Last year, when told there were no volunteers to be the head coach of my oldest son’s spring flag fb team, I volunteered to do it. The learning curve was steep, and early in the season my inexperience in that league was evident. I had little idea how to devise schemes that were age appropriate, and didn’t really know what we were going up against from the other teams in the league. We took some lumps for the first half of the season, and by the second half had progressed considerably. By the end of the year, we could play with anybody, and usually came out ahead.
So I was excited to come back and coach in the same league again this year, although out of 20 players only 3 were with us last year. We’re basically starting over, but I learned so much last year that I expected things to go much, much more smoothly this time around. In most ways they have, with one main exception. Last year’s group was a fun group of kids. They got along really well, and honestly, I feel like the way we coached them helped them get to that point.

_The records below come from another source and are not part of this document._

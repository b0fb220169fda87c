//! `define_port_error!` generates a port error enum with a thiserror
//! `Display` and one snake_case constructor per variant.

macro_rules! define_port_error {
    (@ctor $variant:ident) => {
        ::paste::paste! {
            pub fn [<$variant:snake>]() -> Self {
                Self::$variant
            }
        }
    };

    (@ctor $variant:ident { $($field:ident : $ty:ty),* $(,)? }) => {
        define_port_error!(@ctor_impl $variant () () $( $field : $ty, )*);
    };

    (@ctor_impl $variant:ident ($($params:tt)*) ($($inits:tt)*) ) => {
        ::paste::paste! {
            pub fn [<$variant:snake>]($($params)*) -> Self {
                Self::$variant { $($inits)* }
            }
        }
    };

    (@ctor_impl $variant:ident ($($params:tt)*) ($($inits:tt)*) $field:ident : $ty:ty, $($rest:tt)*) => {
        define_port_error!(
            @ctor_impl
            $variant
            ($($params)* $field: impl Into<$ty>,)
            ($($inits)* $field: $field.into(),)
            $($rest)*
        );
    };
    (
        $(#[$outer:meta])*
        pub enum $name:ident {
            $(
                $(#[$variant_meta:meta])*
                $variant:ident $( { $($field:ident : $ty:ty),* $(,)? } )? => $message:expr
            ),* $(,)?
        }
    ) => {
        $(#[$outer])*
        #[derive(Debug, Clone, PartialEq, Eq, thiserror::Error)]
        pub enum $name {
            $(
                $(#[$variant_meta])*
                #[error($message)]
                $variant $( { $($field : $ty),* } )?,
            )*
        }

        impl $name {
            $(
                define_port_error!(@ctor $variant $( { $($field : $ty),* } )?);
            )*
        }
    };
}

pub(crate) use define_port_error;

#[cfg(test)]
mod tests {
    define_port_error! {
        pub enum ParcelPortError {
            Lost { tracking_number: String } => "parcel {tracking_number} lost",
            Retries { attempts: u32 } => "gave up after {attempts} attempts",
            Damaged { tracking_number: String, severity: u8 } =>
                "parcel {tracking_number} damaged (severity {severity})",
            Closed => "depot closed",
        }
    }

    #[test]
    fn constructors_accept_str_for_string_fields() {
        assert_eq!(ParcelPortError::lost("TRK001").to_string(), "parcel TRK001 lost");
    }

    #[test]
    fn constructors_preserve_non_string_types() {
        assert_eq!(
            ParcelPortError::retries(3_u32).to_string(),
            "gave up after 3 attempts"
        );
    }

    #[test]
    fn constructors_support_mixed_and_unit_variants() {
        assert_eq!(
            ParcelPortError::damaged("TRK002", 2_u8).to_string(),
            "parcel TRK002 damaged (severity 2)"
        );
        assert_eq!(ParcelPortError::closed(), ParcelPortError::Closed);
    }
}
//! Middleware placing a [`TraceId`] in scope for every request.
//!
//! A well-formed `trace-id` request header is reused so callers can
//! correlate their own logs; otherwise a fresh identifier is generated. The
//! identifier is echoed on every response.

use std::task::{Context, Poll};

use actix_web::Error;
use actix_web::dev::{Service, ServiceRequest, ServiceResponse, Transform};
use actix_web::http::header::{HeaderName, HeaderValue};
use futures_util::future::{LocalBoxFuture, Ready, ready};
use tracing::{Instrument, error, info_span};

use crate::domain::{TRACE_ID_HEADER, TraceId};

/// Tracing middleware.
///
/// # Examples
/// ```
/// use actix_web::App;
/// use shipment_backend::middleware::Trace;
///
/// let _app = App::new().wrap(Trace);
/// ```
#[derive(Clone, Copy, Debug, Default)]
pub struct Trace;

impl<S, B> Transform<S, ServiceRequest> for Trace
where
    S: Service<ServiceRequest, Response = ServiceResponse<B>, Error = Error> + 'static,
    S::Future: 'static,
    B: 'static,
{
    type Response = ServiceResponse<B>;
    type Error = Error;
    type InitError = ();
    type Transform = TraceMiddleware<S>;
    type Future = Ready<Result<Self::Transform, Self::InitError>>;

    fn new_transform(&self, service: S) -> Self::Future {
        ready(Ok(TraceMiddleware { service }))
    }
}

/// Service wrapper produced by [`Trace`].
pub struct TraceMiddleware<S> {
    service: S,
}

fn incoming_trace_id(req: &ServiceRequest) -> Option<TraceId> {
    req.headers()
        .get(TRACE_ID_HEADER)
        .and_then(|value| value.to_str().ok())
        .and_then(|value| value.trim().parse().ok())
}

impl<S, B> Service<ServiceRequest> for TraceMiddleware<S>
where
    S: Service<ServiceRequest, Response = ServiceResponse<B>, Error = Error> + 'static,
    S::Future: 'static,
    B: 'static,
{
    type Response = ServiceResponse<B>;
    type Error = Error;
    type Future = LocalBoxFuture<'static, Result<Self::Response, Self::Error>>;

    fn poll_ready(&self, cx: &mut Context<'_>) -> Poll<Result<(), Self::Error>> {
        self.service.poll_ready(cx)
    }

    fn call(&self, req: ServiceRequest) -> Self::Future {
        let trace_id = incoming_trace_id(&req).unwrap_or_else(TraceId::generate);
        let span = info_span!(
            "request",
            trace_id = %trace_id,
            method = %req.method(),
            path = %req.path()
        );
        // The inner future is created inside the scope so handlers observe the id.
        let fut = TraceId::sync_scope(trace_id, || self.service.call(req));
        Box::pin(TraceId::scope(
            trace_id,
            async move {
                let mut res = fut.await?;
                match HeaderValue::from_str(&trace_id.to_string()) {
                    Ok(value) => {
                        res.response_mut()
                            .headers_mut()
                            .insert(HeaderName::from_static(TRACE_ID_HEADER), value);
                    }
                    Err(error) => {
                        error!(%error, %trace_id, "failed to encode trace identifier header");
                    }
                }
                Ok(res)
            }
            .instrument(span),
        ))
    }
}

#[cfg(test)]
mod tests {
    use super::*;
    use actix_web::{App, HttpResponse, test, web};

    async fn echo_trace_id() -> HttpResponse {
        HttpResponse::Ok().body(TraceId::current().map(|id| id.to_string()).unwrap_or_default())
    }

    #[actix_web::test]
    async fn generates_header_visible_to_handlers() {
        let app = test::init_service(
            App::new().wrap(Trace).route("/", web::get().to(echo_trace_id)),
        )
        .await;

        let res = test::call_service(&app, test::TestRequest::get().uri("/").to_request()).await;
        let header = res
            .headers()
            .get(TRACE_ID_HEADER)
            .expect("trace header")
            .to_str()
            .expect("ascii header")
            .to_owned();
        let body = test::read_body(res).await;
        assert_eq!(body, header.as_bytes());
        assert!(header.parse::<TraceId>().is_ok());
    }

    #[actix_web::test]
    async fn reuses_well_formed_incoming_identifier() {
        let app = test::init_service(
            App::new().wrap(Trace).route("/", web::get().to(echo_trace_id)),
        )
        .await;
        let incoming = "00000000-0000-0000-0000-000000000042";

        let req = test::TestRequest::get()
            .uri("/")
            .insert_header((TRACE_ID_HEADER, incoming))
            .to_request();
        let res = test::call_service(&app, req).await;
        assert_eq!(
            res.headers().get(TRACE_ID_HEADER).and_then(|v| v.to_str().ok()),
            Some(incoming)
        );
    }
}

We had only very minor issues with attitude and effort, and I felt great about the season we had. This year’s group of kids are also a lot of fun. The thing is, at times the fun crosses the line of goofy and loose, and ventures into disrespectful and detrimental. The problem is this – I know they’re kids, and I want them to have a good time. Otherwise, there’s no point in any of us being out there. At the same time, I need to figure out how to communicate to children the difference between goofy and disrespectful. I think I also need to “lighten up” in a pretty big way. I don’t want to be what I was at times last night – a crabby taskmaster. That attitude of mine resulted in some of the more focused kids taking my lead and saying things like, “Come on guys, we’ve got to be serious here!” Well, yes and no. We don’t really need to be “serious” here, you’re a bunch of kids playing a game. At the same time, a healthy dose of respect and focus is certainly going to help all of us play better and enjoy the season more.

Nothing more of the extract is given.